Marketing Idea No. 202 – How to stamp your authority in a strategic alliance

We all know about the co-existence of Intel and CPU brands like Dell & Gateway. Its one of the most unusual and yet one of the most successful co-branding exercise ever. It also has an impressive sounding name called “Ingredient Branding”. But just like any co-dependent human relationship, brands must constantly ask who is benefitting from these co-existence more.

Its amazing how many brands actually depend on other brands for their product to function. Boeing depends on carriers like Singapore Airlines and Emirates to make their product appealing to end users. Nokia depends on telecom service providers like Vodafone and AT&T to make their product usable. After all, whats a handset without a connection?

In such complex situations, three things are key.

1. The brands should fight it out with their co-dependent category and ensure they are calling the shots, not the other brand from other category. i.e. – For all the good R&D benefits Boeing is bringing, its the inflight experience provider like Virgin and Southwest who are stealing the show.
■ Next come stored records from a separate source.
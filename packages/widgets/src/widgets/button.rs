use anyhow::Result;

use crate::{
    browser::{xpath_literal, Locator},
    page::Page,
};

#[derive(Debug, Clone)]
pub struct Button {
    page: Page,
    locator: Locator,
}

impl Button {
    /// Button identified by its `title` attribute (icon-only toolbar buttons).
    pub fn titled(page: &Page, title: &str) -> Self {
        Self::new(page, Self::title_locator(title))
    }

    /// Button identified by its visible label.
    pub fn labelled(page: &Page, label: &str) -> Self {
        Self::new(page, Self::label_locator(label))
    }

    pub fn new(page: &Page, locator: Locator) -> Self {
        Self {
            page: page.clone(),
            locator,
        }
    }

    pub fn title_locator(title: &str) -> Locator {
        Locator::xpath(format!("//button[@title={}]", xpath_literal(title)))
    }

    pub fn label_locator(label: &str) -> Locator {
        Locator::xpath(format!(
            "//button[normalize-space(.)={}]",
            xpath_literal(label)
        ))
    }

    pub fn locator(&self) -> &Locator {
        &self.locator
    }

    pub async fn click(&self) -> Result<()> {
        let element = self.page.element(&self.locator).await?;
        self.page.click(&element).await
    }

    pub async fn is_displayed(&self) -> Result<bool> {
        self.page.is_present(&self.locator).await
    }

    pub async fn is_disabled(&self) -> Result<bool> {
        let element = self.page.element(&self.locator).await?;
        self.page.has_class(&element, "disabled").await
    }
}
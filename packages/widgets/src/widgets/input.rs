use anyhow::Result;

use crate::{browser::Locator, page::Page};

#[derive(Debug, Clone)]
pub struct TextInput {
    page: Page,
    locator: Locator,
}

impl TextInput {
    /// Input addressed by its `id` attribute.
    pub fn with_id(page: &Page, id: &str) -> Self {
        Self::new(page, Self::locator_for(id))
    }

    pub fn new(page: &Page, locator: Locator) -> Self {
        Self {
            page: page.clone(),
            locator,
        }
    }

    pub fn locator_for(id: &str) -> Locator {
        Locator::xpath(format!("//input[@id={}]", crate::xpath_literal(id)))
    }

    pub fn locator(&self) -> &Locator {
        &self.locator
    }

    pub async fn fill(&self, text: &str) -> Result<()> {
        let element = self.page.element(&self.locator).await?;
        self.page.fill(&element, text).await
    }

    pub async fn value(&self) -> Result<String> {
        let element = self.page.element(&self.locator).await?;
        Ok(self
            .page
            .attribute(&element, "value")
            .await?
            .unwrap_or_default())
    }
}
No one talks about how wonderful Boeing is, but everyone goes ga-ga over Southwest and Virgin’s service. So in this co-dependent category, Virgins and Emirates of the world are calling the shots. Poor old Boeing and MCD Douglas can do nothing about it.
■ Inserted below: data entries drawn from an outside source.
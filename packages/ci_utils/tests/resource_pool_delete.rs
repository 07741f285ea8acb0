//! Deleting resource pools through the details page

use anyhow::Result;
use std::sync::Arc;

use infra_pages::{Appliance, ResourcePool};
use infra_pages_ci_utils::{
    init_test_logging, test_config, MockConsole, PoolRecord, Screen, TestBed,
};
use infra_pages_utils::ApplianceVersion;
use infra_pages_widgets::WidgetError;

fn pool(bed: &TestBed, name: &str) -> Result<ResourcePool> {
    bed.appliance
        .collections()
        .resource_pools()
        .instantiate(name, Some(&bed.provider))
}

#[tokio::test]
async fn test_delete_and_wait_until_gone() -> Result<()> {
    let bed = TestBed::new("5.9.0.1")?;
    bed.console.seed_pool(PoolRecord::new("pool-a"));
    bed.console.seed_pool(PoolRecord::new("pool-b"));
    let doomed = pool(&bed, "pool-a")?;
    assert!(doomed.exists().await?);

    let outcome = doomed.delete(false, true).await?.expect("delete waited");
    assert!(outcome.is_reached());
    // the list only catches up after the provider refresh
    assert!(outcome.attempts() >= 2);
    assert!(bed.mock_provider.refresh_count() >= 1);

    assert!(!doomed.exists().await?);
    assert!(!bed.console.backend_has("pool-a"));
    assert!(pool(&bed, "pool-b")?.exists().await?);
    assert_eq!(bed.console.stats().alerts_accepted, 1);
    Ok(())
}

#[tokio::test]
async fn test_delete_without_wait_returns_on_list_page() -> Result<()> {
    let bed = TestBed::new("5.9.0.1")?;
    bed.console.seed_pool(PoolRecord::new("pool-a"));
    let doomed = pool(&bed, "pool-a")?;

    assert_eq!(doomed.delete(false, false).await?, None);
    assert_eq!(bed.console.screen(), Screen::PoolList);
    assert!(!bed.console.backend_has("pool-a"));
    // not refreshed yet, the list still shows the pool
    assert!(doomed.exists().await?);
    assert_eq!(bed.mock_provider.refresh_count(), 0);
    Ok(())
}

#[tokio::test]
async fn test_cancelled_delete_keeps_pool() -> Result<()> {
    let bed = TestBed::new("5.9.0.1")?;
    bed.console.seed_pool(PoolRecord::new("pool-a"));
    let kept = pool(&bed, "pool-a")?;

    assert_eq!(kept.delete(true, false).await?, None);
    assert_eq!(bed.console.screen(), Screen::PoolDetails("pool-a".to_string()));
    assert_eq!(bed.console.stats().alerts_dismissed, 1);
    assert_eq!(bed.console.alert_text(), None);

    assert!(kept.exists().await?);
    assert!(bed.console.backend_has("pool-a"));
    Ok(())
}

#[tokio::test]
async fn test_delete_uses_pre_5_9_label() -> Result<()> {
    let bed = TestBed::new("5.8.3.0")?;
    bed.console.seed_pool(PoolRecord::new("pool-a"));
    let doomed = pool(&bed, "pool-a")?;

    let outcome = doomed.delete(false, true).await?.expect("delete waited");
    assert!(outcome.is_reached());
    assert!(!bed.console.backend_has("pool-a"));
    Ok(())
}

#[tokio::test]
async fn test_delete_with_mismatched_version_finds_no_menu_item() -> Result<()> {
    init_test_logging();
    let console = Arc::new(MockConsole::new(ApplianceVersion::parse("5.8.3")?));
    console.seed_pool(PoolRecord::new("pool-a"));
    let appliance = Appliance::new(test_config("5.9.0"), console.clone())?;
    let pool = appliance
        .collections()
        .resource_pools()
        .instantiate("pool-a", None)?;

    let err = pool.delete(false, false).await.unwrap_err();
    match err.downcast_ref::<WidgetError>() {
        Some(WidgetError::MenuItemNotFound { menu, item }) => {
            assert_eq!(menu, "Configuration");
            assert_eq!(item, "Remove Resource Pool from Inventory");
        }
        other => panic!("unexpected error: {other:?} ({err})"),
    }
    assert!(console.backend_has("pool-a"));
    Ok(())
}

#[tokio::test]
async fn test_delete_wait_times_out_when_inventory_never_syncs() -> Result<()> {
    let bed = TestBed::new("5.9.0.1")?;
    bed.console.seed_pool(PoolRecord::new("pool-a"));
    // without a provider nothing refreshes the list
    let doomed = bed
        .appliance
        .collections()
        .resource_pools()
        .instantiate("pool-a", None)?;

    let outcome = doomed.delete(false, true).await?.expect("delete waited");
    assert!(outcome.is_timed_out());
    assert!(!bed.console.backend_has("pool-a"));
    assert!(bed.console.listed_has("pool-a"));
    assert_eq!(bed.mock_provider.refresh_count(), 0);
    Ok(())
}
//! Simulated console and fixtures for the page object tests (hidden from docs)
#![doc(hidden)]

pub mod console;
pub mod dom;
pub mod helpers;
pub mod provider;

pub use console::{
    ConsoleStats, MockConsole, MockUser, PoolRecord, Screen, DELETED_MESSAGE,
    LOGIN_FAILED_MESSAGE, REMOVE_CONFIRMATION,
};
pub use dom::{Action, Dom, Node};
pub use helpers::{init_test_logging, test_config, TestBed, PROVIDER_KEY};
pub use provider::MockProvider;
2. Find your unique place, that is not dependent on your co-dependent different category partner.  i.e. Nokia’s vision of “Connecting People” is heavily dependent on their telecom service providers ability and vision. So there’s a strong overlap. When people think about connectivity, they usually attribute it to the connection provider (i.e. AT&T) not the handset provider. So that is a grey area that Nokia should discuss.

3. Nothing is black and white. From case to case how much horizontal integration is required would change. For someone like Gillette, who provides the full line for anything to do with shave, might be the best way to go. Then for others like airlines, it would be ill-advised that Boeing starts it own airlines service provider business to win back control from Virgins and Singapore Airlines.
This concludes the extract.